Effects of Human activities Human activities add methane and carbon dioxide to the atmosphere by burning fossil fuels and by various agricultural activities. The carbon dioxide contents of atmosphere play a dominant role in causing worldwide climatic change. The gas is transparent to incoming solar radiation, but absorbs outgoing long-wave terrestrial radiation. The absorbed terrestrial radiation is radiated back to the earth's surface. Thus, it is clear that any appreciable change in carbon dioxide content would bring about changes in the temperature in lower layers of the atmosphere.
Rapid industrialisation and technological changes, revolution in agriculture and transport sectors has resulted in large supplies of carbon dioxide gas, methane and chlorofluorocarbon gases to the atmosphere. Some of these gases are consumed by vegetation and part of it is dissolved in ocean. However, about 50 per cent is left over in the atmosphere.
Examples : (i) During past 100 years the concentration of methane has more than doubled (from 7.0 × 10–7 to 15.5 × 10–7).
(ii) Carbon dioxide has increased by 20 per cent (from 2.90 ×10–4 to 3.49 ×10–4).
(iii) In 1880-1890 the carbon dioxide content was about 290 parts per million (ppm). It rose to about 315 ppm in 1980, 340 ppm in 1990 and 400 ppm in 2000.
(iv) This means that proportion of carbon dioxide had increased to 9 per cent by 1950 and nearly 17 per cent by 1990. The rate of increase has become still greater during last one decade.
Effects of industrialisation Of the many climatic parameters, temperature is the most affected one due to urbanisation and industrialisation. The thermal characteristics of urban areas are in marked contrast to those of surrounding countryside. The analysis of temperature data for last fifty years reveals that there is an increase of 0.7oC in winter and 1.4oC in summer in India.
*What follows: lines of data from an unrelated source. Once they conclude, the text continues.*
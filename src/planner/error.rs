//! Errors surfaced by the scheduling proxy client.

use thiserror::Error;

/// Errors returned while generating a schedule through the proxy.
///
/// These are the only network failures surfaced to the user directly, since
/// schedule generation is a user-initiated action; background sync failures
/// log and degrade instead.
#[derive(Debug, Error)]
pub enum PlannerError {
    /// Transport-level failure reaching the proxy.
    #[error("scheduling proxy unreachable: {0}")]
    Transport(#[from] reqwest::Error),

    /// The proxy rejected the request; `message` is shown verbatim.
    #[error("{message}")]
    Proxy {
        /// HTTP status returned by the proxy.
        status: u16,
        /// Proxy-supplied error message.
        message: String,
        /// Optional diagnostic detail.
        details: Option<String>,
    },

    /// The success body did not decode as a schedule response.
    #[error("scheduling proxy returned an undecodable response: {0}")]
    Decode(#[source] reqwest::Error),
}
//! Calendar collaborator port.

use crate::task::domain::CalendarEventRef;
use async_trait::async_trait;
use chrono::{DateTime, Utc};
use std::sync::Arc;
use thiserror::Error;

/// Result type for calendar gateway operations.
pub type CalendarGatewayResult<T> = Result<T, CalendarGatewayError>;

/// Snapshot of an entry in the external calendar.
///
/// Produced by the platform layer when importing calendar entries as tasks.
#[derive(Debug, Clone, PartialEq, Eq)]
pub struct CalendarEvent {
    /// Opaque reference identifying the entry in the external calendar.
    pub event_ref: CalendarEventRef,
    /// Entry title.
    pub title: String,
    /// Entry start time.
    pub start: DateTime<Utc>,
    /// Entry end time.
    pub end: DateTime<Utc>,
}

/// External calendar contract.
///
/// Mirror requests are best effort: the orchestrator dispatches them outside
/// the mutation critical path and degrades on failure, so implementations
/// must never block indefinitely.
#[async_trait]
pub trait CalendarGateway: Send + Sync {
    /// Returns whether calendar access has been granted.
    fn is_authorized(&self) -> bool;

    /// Requests calendar access from the platform; returns the grant.
    async fn request_access(&self) -> bool;

    /// Creates a calendar entry spanning `[start, end]`.
    ///
    /// # Errors
    ///
    /// Returns [`CalendarGatewayError::AccessDenied`] without authorization
    /// or [`CalendarGatewayError::Backend`] on collaborator failure.
    async fn create_event(
        &self,
        title: &str,
        start: DateTime<Utc>,
        end: DateTime<Utc>,
    ) -> CalendarGatewayResult<CalendarEventRef>;

    /// Rewrites the title and span of an existing entry.
    ///
    /// # Errors
    ///
    /// Returns [`CalendarGatewayError::NotFound`] when the reference no
    /// longer resolves, [`CalendarGatewayError::AccessDenied`] without
    /// authorization, or [`CalendarGatewayError::Backend`] on failure.
    async fn update_event(
        &self,
        event_ref: &CalendarEventRef,
        title: &str,
        start: DateTime<Utc>,
        end: DateTime<Utc>,
    ) -> CalendarGatewayResult<()>;

    /// Deletes an existing entry.
    ///
    /// # Errors
    ///
    /// Returns [`CalendarGatewayError::NotFound`] when the reference no
    /// longer resolves, [`CalendarGatewayError::AccessDenied`] without
    /// authorization, or [`CalendarGatewayError::Backend`] on failure.
    async fn delete_event(&self, event_ref: &CalendarEventRef) -> CalendarGatewayResult<()>;
}

/// Errors returned by calendar gateway implementations.
#[derive(Debug, Clone, Error)]
pub enum CalendarGatewayError {
    /// The user has not granted calendar access.
    #[error("calendar access denied")]
    AccessDenied,

    /// The referenced entry no longer exists in the calendar.
    #[error("calendar entry not found: {0}")]
    NotFound(CalendarEventRef),

    /// Collaborator-side failure.
    #[error("calendar request failed: {0}")]
    Backend(Arc<dyn std::error::Error + Send + Sync>),
}

impl CalendarGatewayError {
    /// Wraps a collaborator error.
    pub fn backend(err: impl std::error::Error + Send + Sync + 'static) -> Self {
        Self::Backend(Arc::new(err))
    }
}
Effects of Agriculture Man is considered an engine of climatic change. In support of this, rice farmers, coal miners, dairy farmers and shifting agriculturists contribute their mite in global warming. According to some estimates, rice cultivation in the world is responsible for 20 per cent methane being added to atmosphere, and the coal mining accounts for 6 per cent of methane. The deforestation is responsible for 20 per cent of the carbon dioxide gas being added to the atmosphere. Similarly, industrialisation is adding 25 per cent of chlorofluorocarbon to the aerosol of the atmosphere. Consequently, global temperature increase is by about 1.5oC.
Rise in Sea-level Today, there is much concern that continuing addition of carbon dioxide and methane gases to the atmosphere will increase atmospheric temperature to an extent that it will cause ice to melt in the Arctic Ocean and in Antarctica. As a result, sea level will rise causing drowning of coastal lowlands and islands, altering rainfall and evaporation patterns, creating new plant diseases and pest problems and enlarging the ozone hole.
With a view to get a dependable picture of climatic changes in the past, ice-coring programmes have been undertaken in several countries particularly in Antarctica and Greenland Ice caps to analyse the trapped gases during the last 1,00,000 years.The results have been fascinating and offer glimpses of the earth’s recent history going beyond the phenomena of global warming. During last 10,000 years of the earth’s history, climate regime has been exceptionally stable compared to earlier history. Study of oxygen isotope records in Greenland ice core suggests that cooling trend in the northern hemisphere started from 1725 to 1920.
These were associated with emissions of volcanic dust at a regular interval of two to three decades but after 1945 there has been increase in temperature globally leading to warming without any major volcanic eruption and increase in level of carbon dioxide concentration in the atmosphere. Future scientists predict that by 2020, temperature all over the world, would be higher than ever during the last 1,000 years. As such, it is evident that increasing carbon dioxide content would lead to rise in global temperature.